Information given>
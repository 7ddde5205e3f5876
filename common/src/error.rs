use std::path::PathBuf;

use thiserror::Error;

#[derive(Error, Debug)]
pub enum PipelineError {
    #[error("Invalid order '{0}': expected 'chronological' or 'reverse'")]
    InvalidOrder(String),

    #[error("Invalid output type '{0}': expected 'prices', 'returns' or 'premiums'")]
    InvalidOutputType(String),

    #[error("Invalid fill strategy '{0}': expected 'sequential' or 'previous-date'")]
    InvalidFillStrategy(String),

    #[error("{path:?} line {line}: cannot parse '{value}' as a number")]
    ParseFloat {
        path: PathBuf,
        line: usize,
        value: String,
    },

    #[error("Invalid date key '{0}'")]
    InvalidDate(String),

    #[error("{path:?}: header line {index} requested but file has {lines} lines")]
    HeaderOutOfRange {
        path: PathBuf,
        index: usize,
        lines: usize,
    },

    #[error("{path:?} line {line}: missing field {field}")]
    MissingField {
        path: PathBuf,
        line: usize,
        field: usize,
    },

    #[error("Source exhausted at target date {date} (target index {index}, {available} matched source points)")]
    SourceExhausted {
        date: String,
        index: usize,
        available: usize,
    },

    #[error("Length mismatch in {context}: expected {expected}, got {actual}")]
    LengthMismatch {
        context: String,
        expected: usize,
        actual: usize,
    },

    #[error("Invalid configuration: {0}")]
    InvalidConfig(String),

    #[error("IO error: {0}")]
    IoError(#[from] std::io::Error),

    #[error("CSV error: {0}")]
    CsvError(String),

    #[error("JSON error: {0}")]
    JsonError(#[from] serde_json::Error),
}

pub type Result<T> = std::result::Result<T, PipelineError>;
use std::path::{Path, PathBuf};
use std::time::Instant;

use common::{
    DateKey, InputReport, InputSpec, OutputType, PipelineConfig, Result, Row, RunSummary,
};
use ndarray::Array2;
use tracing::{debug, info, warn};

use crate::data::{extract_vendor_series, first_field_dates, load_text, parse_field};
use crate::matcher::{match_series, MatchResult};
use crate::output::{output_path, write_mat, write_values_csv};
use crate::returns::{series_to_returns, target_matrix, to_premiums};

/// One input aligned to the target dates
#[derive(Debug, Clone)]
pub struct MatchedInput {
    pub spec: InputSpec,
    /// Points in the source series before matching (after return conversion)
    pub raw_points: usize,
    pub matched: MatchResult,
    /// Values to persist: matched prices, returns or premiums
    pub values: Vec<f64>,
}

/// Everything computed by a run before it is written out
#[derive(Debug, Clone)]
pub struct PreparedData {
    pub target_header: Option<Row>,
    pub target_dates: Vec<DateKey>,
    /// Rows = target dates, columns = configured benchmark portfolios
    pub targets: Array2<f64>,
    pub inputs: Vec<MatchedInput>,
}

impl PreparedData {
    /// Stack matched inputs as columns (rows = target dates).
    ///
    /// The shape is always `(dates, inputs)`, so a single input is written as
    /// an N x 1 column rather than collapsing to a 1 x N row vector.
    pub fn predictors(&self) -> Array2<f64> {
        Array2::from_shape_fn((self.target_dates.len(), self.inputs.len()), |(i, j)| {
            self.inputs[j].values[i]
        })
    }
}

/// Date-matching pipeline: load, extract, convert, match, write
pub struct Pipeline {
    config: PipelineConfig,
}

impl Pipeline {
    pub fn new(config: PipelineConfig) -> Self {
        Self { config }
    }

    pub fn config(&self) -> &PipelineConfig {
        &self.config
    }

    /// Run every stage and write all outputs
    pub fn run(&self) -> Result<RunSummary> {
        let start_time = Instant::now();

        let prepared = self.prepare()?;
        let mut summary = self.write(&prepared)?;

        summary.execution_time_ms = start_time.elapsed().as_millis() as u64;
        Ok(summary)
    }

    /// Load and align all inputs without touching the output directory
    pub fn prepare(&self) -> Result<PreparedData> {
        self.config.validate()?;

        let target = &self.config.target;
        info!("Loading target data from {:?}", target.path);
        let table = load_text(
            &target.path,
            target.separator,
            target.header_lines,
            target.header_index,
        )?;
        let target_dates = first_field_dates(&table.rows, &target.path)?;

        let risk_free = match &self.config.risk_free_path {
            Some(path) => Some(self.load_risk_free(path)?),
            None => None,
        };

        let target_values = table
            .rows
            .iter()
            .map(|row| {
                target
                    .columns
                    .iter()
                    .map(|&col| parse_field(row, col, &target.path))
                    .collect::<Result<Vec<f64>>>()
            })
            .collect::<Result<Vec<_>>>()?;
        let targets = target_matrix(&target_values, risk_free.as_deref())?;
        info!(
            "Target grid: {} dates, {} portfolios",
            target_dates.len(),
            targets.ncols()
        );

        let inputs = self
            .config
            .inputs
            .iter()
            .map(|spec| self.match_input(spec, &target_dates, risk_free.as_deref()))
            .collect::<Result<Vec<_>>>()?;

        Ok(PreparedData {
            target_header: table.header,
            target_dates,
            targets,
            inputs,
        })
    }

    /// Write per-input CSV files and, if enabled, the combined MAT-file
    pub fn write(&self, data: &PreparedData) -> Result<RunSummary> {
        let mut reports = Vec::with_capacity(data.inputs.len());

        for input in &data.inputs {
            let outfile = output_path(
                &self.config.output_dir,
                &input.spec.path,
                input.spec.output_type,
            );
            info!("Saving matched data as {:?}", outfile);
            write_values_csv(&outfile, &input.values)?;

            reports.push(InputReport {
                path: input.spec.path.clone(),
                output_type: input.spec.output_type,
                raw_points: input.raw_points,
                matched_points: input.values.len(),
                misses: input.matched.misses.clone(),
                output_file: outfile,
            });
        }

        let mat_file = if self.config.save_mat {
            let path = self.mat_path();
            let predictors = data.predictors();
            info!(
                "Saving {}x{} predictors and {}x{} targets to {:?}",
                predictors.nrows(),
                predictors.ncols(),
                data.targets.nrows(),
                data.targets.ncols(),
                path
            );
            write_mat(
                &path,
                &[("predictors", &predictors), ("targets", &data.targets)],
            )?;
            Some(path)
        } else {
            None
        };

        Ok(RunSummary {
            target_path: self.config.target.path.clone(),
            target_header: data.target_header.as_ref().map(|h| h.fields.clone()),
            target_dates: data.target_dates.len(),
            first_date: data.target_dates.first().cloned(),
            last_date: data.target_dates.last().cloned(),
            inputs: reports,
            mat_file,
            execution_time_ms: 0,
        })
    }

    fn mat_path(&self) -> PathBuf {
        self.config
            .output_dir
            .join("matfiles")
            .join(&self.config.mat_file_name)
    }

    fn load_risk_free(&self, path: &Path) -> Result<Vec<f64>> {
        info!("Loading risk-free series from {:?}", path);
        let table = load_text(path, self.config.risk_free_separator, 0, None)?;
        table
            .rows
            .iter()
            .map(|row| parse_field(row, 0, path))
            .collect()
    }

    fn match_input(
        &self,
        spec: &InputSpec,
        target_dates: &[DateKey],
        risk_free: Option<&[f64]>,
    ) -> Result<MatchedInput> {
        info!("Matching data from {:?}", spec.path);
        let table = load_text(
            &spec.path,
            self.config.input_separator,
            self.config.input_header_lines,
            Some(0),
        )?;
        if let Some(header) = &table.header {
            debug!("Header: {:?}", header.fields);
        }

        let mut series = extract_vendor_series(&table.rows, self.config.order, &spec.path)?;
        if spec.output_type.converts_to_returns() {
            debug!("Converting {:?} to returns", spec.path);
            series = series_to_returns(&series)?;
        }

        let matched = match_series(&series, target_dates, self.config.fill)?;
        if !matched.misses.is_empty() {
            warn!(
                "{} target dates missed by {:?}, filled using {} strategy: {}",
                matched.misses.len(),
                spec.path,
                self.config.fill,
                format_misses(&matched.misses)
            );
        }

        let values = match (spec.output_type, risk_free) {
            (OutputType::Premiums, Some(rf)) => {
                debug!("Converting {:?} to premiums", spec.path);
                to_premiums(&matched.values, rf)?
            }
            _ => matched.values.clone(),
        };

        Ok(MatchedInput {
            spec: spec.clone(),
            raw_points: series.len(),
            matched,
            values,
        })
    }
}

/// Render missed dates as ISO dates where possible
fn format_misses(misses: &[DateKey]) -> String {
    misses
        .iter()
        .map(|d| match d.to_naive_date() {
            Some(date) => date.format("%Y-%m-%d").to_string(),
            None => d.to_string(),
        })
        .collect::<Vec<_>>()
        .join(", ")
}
* * *
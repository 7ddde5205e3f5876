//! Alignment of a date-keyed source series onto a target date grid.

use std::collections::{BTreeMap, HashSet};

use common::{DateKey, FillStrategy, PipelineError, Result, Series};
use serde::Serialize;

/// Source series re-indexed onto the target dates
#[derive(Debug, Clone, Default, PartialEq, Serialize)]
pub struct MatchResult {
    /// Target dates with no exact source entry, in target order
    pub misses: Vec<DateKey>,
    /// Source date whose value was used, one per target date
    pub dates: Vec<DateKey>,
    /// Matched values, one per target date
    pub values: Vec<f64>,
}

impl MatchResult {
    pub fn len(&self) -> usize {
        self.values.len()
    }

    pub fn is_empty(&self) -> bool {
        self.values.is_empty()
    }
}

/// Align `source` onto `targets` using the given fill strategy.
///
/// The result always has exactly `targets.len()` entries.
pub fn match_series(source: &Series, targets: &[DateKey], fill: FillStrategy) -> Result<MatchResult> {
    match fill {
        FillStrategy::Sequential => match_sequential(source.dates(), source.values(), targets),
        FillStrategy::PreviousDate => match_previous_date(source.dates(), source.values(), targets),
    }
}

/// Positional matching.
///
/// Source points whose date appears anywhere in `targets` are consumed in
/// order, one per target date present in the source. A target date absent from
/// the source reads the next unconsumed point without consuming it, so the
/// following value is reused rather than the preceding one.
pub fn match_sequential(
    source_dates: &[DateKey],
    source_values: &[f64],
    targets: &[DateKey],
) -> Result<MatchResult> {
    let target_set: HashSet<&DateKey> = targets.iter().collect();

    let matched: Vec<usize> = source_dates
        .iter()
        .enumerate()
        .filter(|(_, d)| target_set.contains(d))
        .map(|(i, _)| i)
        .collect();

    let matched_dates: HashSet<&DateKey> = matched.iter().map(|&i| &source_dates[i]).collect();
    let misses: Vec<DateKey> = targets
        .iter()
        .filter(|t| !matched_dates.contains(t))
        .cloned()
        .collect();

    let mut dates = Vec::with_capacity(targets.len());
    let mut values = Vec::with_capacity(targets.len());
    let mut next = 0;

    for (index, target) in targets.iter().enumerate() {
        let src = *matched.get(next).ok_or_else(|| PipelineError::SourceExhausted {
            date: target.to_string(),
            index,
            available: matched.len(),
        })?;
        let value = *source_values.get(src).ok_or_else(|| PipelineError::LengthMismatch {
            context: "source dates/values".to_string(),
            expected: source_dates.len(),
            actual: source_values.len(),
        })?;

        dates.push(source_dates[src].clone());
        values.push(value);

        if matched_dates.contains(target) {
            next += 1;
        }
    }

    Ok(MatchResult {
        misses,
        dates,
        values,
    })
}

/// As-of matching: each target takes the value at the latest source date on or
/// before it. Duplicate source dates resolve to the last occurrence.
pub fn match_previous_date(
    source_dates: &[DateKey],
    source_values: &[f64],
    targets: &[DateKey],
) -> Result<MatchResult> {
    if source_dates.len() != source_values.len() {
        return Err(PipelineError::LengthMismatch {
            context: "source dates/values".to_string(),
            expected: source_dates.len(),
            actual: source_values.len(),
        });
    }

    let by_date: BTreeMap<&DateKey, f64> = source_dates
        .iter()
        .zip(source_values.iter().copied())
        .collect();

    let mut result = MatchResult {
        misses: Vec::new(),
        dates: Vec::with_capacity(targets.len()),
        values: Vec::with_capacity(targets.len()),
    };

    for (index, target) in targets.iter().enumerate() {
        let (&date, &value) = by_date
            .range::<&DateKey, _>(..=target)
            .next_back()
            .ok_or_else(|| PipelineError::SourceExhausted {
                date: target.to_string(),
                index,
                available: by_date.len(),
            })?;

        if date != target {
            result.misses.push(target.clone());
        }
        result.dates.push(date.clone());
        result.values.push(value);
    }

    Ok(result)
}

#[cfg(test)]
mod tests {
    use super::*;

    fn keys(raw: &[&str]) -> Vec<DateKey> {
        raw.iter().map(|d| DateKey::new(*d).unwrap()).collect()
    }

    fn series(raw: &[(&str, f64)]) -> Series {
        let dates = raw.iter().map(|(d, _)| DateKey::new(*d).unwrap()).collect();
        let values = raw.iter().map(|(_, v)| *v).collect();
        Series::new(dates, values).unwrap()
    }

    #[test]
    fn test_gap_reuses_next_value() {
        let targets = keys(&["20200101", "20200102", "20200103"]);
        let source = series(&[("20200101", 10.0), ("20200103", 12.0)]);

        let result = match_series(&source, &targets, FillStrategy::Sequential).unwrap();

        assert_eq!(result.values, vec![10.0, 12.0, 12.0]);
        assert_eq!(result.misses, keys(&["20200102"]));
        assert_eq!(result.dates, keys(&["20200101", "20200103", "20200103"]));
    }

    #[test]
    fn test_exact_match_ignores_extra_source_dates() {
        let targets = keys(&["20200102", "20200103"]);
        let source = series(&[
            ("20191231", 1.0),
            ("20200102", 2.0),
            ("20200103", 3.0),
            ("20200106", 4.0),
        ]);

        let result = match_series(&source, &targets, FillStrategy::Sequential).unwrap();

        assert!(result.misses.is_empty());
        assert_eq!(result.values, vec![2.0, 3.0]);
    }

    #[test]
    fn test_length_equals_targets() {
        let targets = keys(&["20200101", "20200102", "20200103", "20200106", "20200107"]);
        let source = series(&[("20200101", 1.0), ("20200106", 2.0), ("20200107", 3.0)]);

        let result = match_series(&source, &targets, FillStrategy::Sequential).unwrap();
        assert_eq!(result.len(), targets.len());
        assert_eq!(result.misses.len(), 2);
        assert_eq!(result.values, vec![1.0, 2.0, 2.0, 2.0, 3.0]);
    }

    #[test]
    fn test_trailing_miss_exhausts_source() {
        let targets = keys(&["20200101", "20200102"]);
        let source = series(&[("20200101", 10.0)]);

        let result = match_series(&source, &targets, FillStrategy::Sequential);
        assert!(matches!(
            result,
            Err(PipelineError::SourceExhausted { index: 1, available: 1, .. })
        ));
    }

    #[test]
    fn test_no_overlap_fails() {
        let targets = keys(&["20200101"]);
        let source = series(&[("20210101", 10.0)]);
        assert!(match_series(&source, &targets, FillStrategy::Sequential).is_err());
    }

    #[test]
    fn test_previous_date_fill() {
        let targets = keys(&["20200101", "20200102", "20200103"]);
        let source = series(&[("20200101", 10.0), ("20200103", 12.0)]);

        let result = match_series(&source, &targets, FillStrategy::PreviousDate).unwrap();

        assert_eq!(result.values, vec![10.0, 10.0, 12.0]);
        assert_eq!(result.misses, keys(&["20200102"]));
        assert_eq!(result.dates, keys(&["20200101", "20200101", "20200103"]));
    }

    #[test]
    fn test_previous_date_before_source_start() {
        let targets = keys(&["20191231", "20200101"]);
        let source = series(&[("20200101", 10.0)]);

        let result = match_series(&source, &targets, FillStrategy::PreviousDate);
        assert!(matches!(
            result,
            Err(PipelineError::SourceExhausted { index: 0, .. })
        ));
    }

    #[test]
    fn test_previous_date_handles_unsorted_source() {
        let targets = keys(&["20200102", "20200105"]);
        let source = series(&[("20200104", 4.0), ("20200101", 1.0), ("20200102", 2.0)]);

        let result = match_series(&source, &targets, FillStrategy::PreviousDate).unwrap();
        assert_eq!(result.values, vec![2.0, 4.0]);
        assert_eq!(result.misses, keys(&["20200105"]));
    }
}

What the task requires> Check every line above for the word "push" and copy those that have it.

Answer box>
            reports.push(InputReport {
        dates.push(source_dates[src].clone());
        values.push(value);
            result.misses.push(target.clone());
        result.dates.push(date.clone());
        result.values.push(value);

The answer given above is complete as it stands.